From Shadows to Spotlight: Tracing the Journey of Three Female Artists

By Brenna Kehew Sculley

by Celia Cooksey

Choosing where to travel can be overwhelming. Making art exhibits your destination is the best way to see a beautiful city and enjoy the art that is meaningful to you. There are so many incredible exhibits on display this holiday season, with a few highlights in particular that focus on iconic female artists.


Marisol: A Retrospective – Montreal Museum of Fine Arts
Through Jan. 21, 2024

María Sol Escobar, later known as Marisol, gained recognition for her artistic prowess in New York during the late 1950s. Her fame stemmed from her distinctive carved wooden sculptures adorned with intricate drawings, fabric, and discovered objects, reflecting the influences of pre-Columbian art and the assemblages of Robert Rauschenberg. Despite her prominent position in the pop art realm, collaborating closely with Andy Warhol and even making appearances in his films, some critics categorized her creations as folk art.
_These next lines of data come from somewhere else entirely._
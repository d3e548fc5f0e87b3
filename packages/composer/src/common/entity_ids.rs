//! Typed ID definitions for the composer's domain entities.
//!
//! ```rust
//! use composer_core::common::{CompanyId, TargetId};
//!
//! let company_id = CompanyId::new(1);
//! let target_id = TargetId::new(10);
//!
//! // This would be a compile error:
//! // let wrong: TargetId = company_id;
//! # let _ = (company_id, target_id);
//! ```

// Re-export the core Id type
pub use super::id::Id;

// ============================================================================
// Entity marker types
// ============================================================================

/// Marker type for CompanyInfo entities (the company whose copy is personalized).
pub struct CompanyInfo;

/// Marker type for TargetAccount entities (the account the copy is tailored to).
pub struct TargetAccount;

/// Marker type for stored personalized content records.
pub struct PersonalizedContentRecord;

// ============================================================================
// Type aliases - the primary API
// ============================================================================

/// Typed ID for CompanyInfo entities.
pub type CompanyId = Id<CompanyInfo>;

/// Typed ID for TargetAccount entities.
pub type TargetId = Id<TargetAccount>;

/// Typed ID for personalized content records.
pub type PersonalizedContentId = Id<PersonalizedContentRecord>;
While achieving global fame in the mid-1960s, her prominence waned within a decade. However, she persisted in producing her artworks and eventually resurfaced in the early 21st century, culminating in a notable 2014 retrospective exhibition at the Memphis Brooks Museum of Art. Titled “Marisol: A Retrospective,” this exhibition has now been meticulously curated by Cathleen Chaffee for a series of renowned museums, including the Montreal Museum of Fine Arts (Oct. 7, 2023–Jan. 21, 2024), the Toledo Museum of Art (March–June 2024), the Buffalo AKG Art Museum (July 12, 2024 – Jan. 6, 2025), and the Dallas Museum of Art (Feb. 23, 2025–July 6, 2025). Emphasizing Marisol’s artistic legacy, the exhibition primarily draws from the significant collection of artwork and archival material that Marisol bequeathed to the Buffalo AKG Art Museum upon her demise, supplemented by loans from international museums and private collections.

Marisol mimicked the role of femininity in her sculptural works, and is an interesting artist to which we can bring renewed focus and a modern lens.
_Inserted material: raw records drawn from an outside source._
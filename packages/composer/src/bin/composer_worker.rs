//! Composer Worker
//!
//! Runs a batch of personalization jobs through the local substrate and
//! prints the batch result as JSON.

use anyhow::{Context, Result};
use clap::{Parser, Subcommand};
use composer_core::config::Config;
use composer_core::domains::personalization::activities::ORCHESTRATOR_CONFIG_RESOURCE;
use composer_core::domains::personalization::{BatchRequest, JobOrchestrator};
use composer_core::kernel::substrate::{LocalSubstrate, WorkerOptions};
use composer_core::kernel::{
    ConfigProvider, FileConfigProvider, OpenAIClient, PostgresContentStore, ServerDeps,
    SimpleScraper,
};
use sqlx::postgres::PgPoolOptions;
use sqlx::PgPool;
use std::path::PathBuf;
use std::sync::Arc;
use tokio_util::sync::CancellationToken;
use tracing_subscriber::{layer::SubscriberExt, util::SubscriberInitExt};

#[derive(Parser)]
#[command(name = "composer_worker")]
#[command(about = "Batch ad-content personalization worker")]
struct Cli {
    #[command(subcommand)]
    command: Commands,
}

#[derive(Subcommand)]
enum Commands {
    /// Personalize every job in a batch file
    Run {
        /// JSON file: an array of jobs or {"jobs": [...]}
        #[arg(long)]
        batch: PathBuf,

        /// Pretty-print the result
        #[arg(long)]
        pretty: bool,
    },

    /// Apply database migrations and exit
    Migrate,
}

#[tokio::main]
async fn main() -> Result<()> {
    // Initialize logging
    tracing_subscriber::registry()
        .with(
            tracing_subscriber::EnvFilter::try_from_default_env()
                .unwrap_or_else(|_| "info,composer_core=debug".into()),
        )
        .with(
            tracing_subscriber::fmt::layer()
                .with_target(true)
                .with_line_number(true),
        )
        .init();

    let cli = Cli::parse();

    match cli.command {
        Commands::Migrate => {
            let _ = dotenvy::dotenv();
            let database_url =
                std::env::var("DATABASE_URL").context("DATABASE_URL must be set")?;
            let pool = connect(&database_url).await?;
            migrate(&pool).await?;
        }
        Commands::Run { batch, pretty } => run(batch, pretty).await?,
    }

    Ok(())
}

async fn connect(database_url: &str) -> Result<PgPool> {
    PgPoolOptions::new()
        .max_connections(10)
        .connect(database_url)
        .await
        .context("Failed to connect to database")
}

async fn migrate(pool: &PgPool) -> Result<()> {
    tracing::info!("Running database migrations");
    sqlx::migrate!("./migrations")
        .run(pool)
        .await
        .context("Failed to run migrations")?;
    tracing::info!("Migrations complete");
    Ok(())
}

async fn run(batch_path: PathBuf, pretty: bool) -> Result<()> {
    let config = Config::from_env()?;

    let raw = tokio::fs::read_to_string(&batch_path)
        .await
        .with_context(|| format!("Failed to read batch file {}", batch_path.display()))?;
    let jobs = serde_json::from_str::<BatchRequest>(&raw)
        .with_context(|| format!("Invalid batch file {}", batch_path.display()))?
        .into_jobs();

    let pool = connect(&config.database_url).await?;
    if config.run_migrations {
        migrate(&pool).await?;
    }

    let config_provider = Arc::new(FileConfigProvider::new(config.config_dir.clone()));

    // Worker throttles come from the orchestrator resource. The orchestrator
    // loads it again through the substrate and fails the batch if it is bad.
    let worker_options = match config_provider.load(ORCHESTRATOR_CONFIG_RESOURCE).await {
        Ok(workflow_config) => WorkerOptions::from_config(&workflow_config),
        Err(e) => {
            tracing::warn!(error = %e, "Using default worker throttles");
            WorkerOptions::default()
        }
    };
    tracing::info!(
        max_concurrent_activities = worker_options.max_concurrent_activities,
        max_concurrent_workflows = worker_options.max_concurrent_workflows,
        jobs = jobs.len(),
        "Starting composer worker"
    );

    let deps = ServerDeps::new(
        Arc::new(PostgresContentStore::new(pool)),
        Arc::new(OpenAIClient::new(&config.openai_api_key)),
        Arc::new(SimpleScraper::new()?),
        config_provider,
    );
    let substrate = Arc::new(LocalSubstrate::new(worker_options));
    let orchestrator = JobOrchestrator::new(substrate, deps);

    let cancel = CancellationToken::new();
    let on_signal = cancel.clone();
    tokio::spawn(async move {
        if tokio::signal::ctrl_c().await.is_ok() {
            tracing::warn!("Interrupt received; cancelling outstanding pipelines");
            on_signal.cancel();
        }
    });

    let results = orchestrator
        .run_batch_with_cancellation(jobs, cancel)
        .await
        .context("Batch personalization failed")?;

    let output = if pretty {
        serde_json::to_string_pretty(&results)?
    } else {
        serde_json::to_string(&results)?
    };
    println!("{}", output);

    Ok(())
}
Simone Leigh – Hirshhorn Museum, Washington, D.C.
Through March 3, 2024

For the past two decades, Simone Leigh has meticulously crafted a diverse collection of artistic pieces, ranging from sculptures to video installations. Her creative endeavors are profoundly shaped by her ongoing exploration of the experiences of Black women. Leigh defines her artistic approach as auto-ethnographic, often integrating traditional African art forms into her salt-glazed ceramic and bronze sculptures. Her installations, influenced by performance art, construct spaces where historical influences and personal agency intertwine.

At the heart of Simone Leigh’s artistic vision lies the exploration of Black femme subjectivity. Informed by a profound engagement with Black feminist ideology and drawing inspiration from various historical periods, geographic regions, and artistic legacies in Africa and the African diaspora, Leigh intricately weaves together the Black female figure with architectural structures and household objects. Through her art, she delves into themes of race, unnoticed labor, womanhood, and communal bonds.

Leigh shared with the New York Times the focus of her work as Black women who “have been left out of the archive or left out of history.” She added, “I still think there is a lot to mine in terms of figuring out the survival tools these women have used to be so successful, despite being so compromised.”


Ruth Asawa: Through Line – Whitney Museum of American Art, New York
Through January 2024

Ruth Asawa, born in 1926 in Norwalk, California, was the fourth of seven children to Japanese immigrants. Her early years were spent on a truck farm, but in 1942, her family was forcibly separated due to the U.S. government’s internment policies for Japanese-Americans during World War II. Despite these challenges, Asawa’s life and work became a testament to creativity and excellence.

During her time at Black Mountain College in the 1950s, Asawa created a series of striking crocheted wire sculptures in abstract forms, demonstrating her innovative approach to modernist sculpture. She and her peers were pioneering a unique form of modernism, constantly pushing the boundaries of their artistic expression.

While Asawa’s sculptures, characterized by sinuous organic shapes in looped-wire, stone, and bronze, gained significant recognition, drawing remained a cornerstone of her artistic practice. Drawing was not only her “greatest pleasure” but also the most challenging aspect of her creative journey, as she dedicated herself to it daily.

This current exhibition offers a comprehensive view of Asawa’s work, emphasizing the centrality of drawing in her artistic exploration. Curated thematically and inspired by her inquisitive mind, the showcase includes more than 100 pieces, many of which have never been displayed before. These artworks collectively embody Asawa’s unwavering enthusiasm and her belief that art is not merely a set of techniques but rather an approach to learning, questioning, and sharing.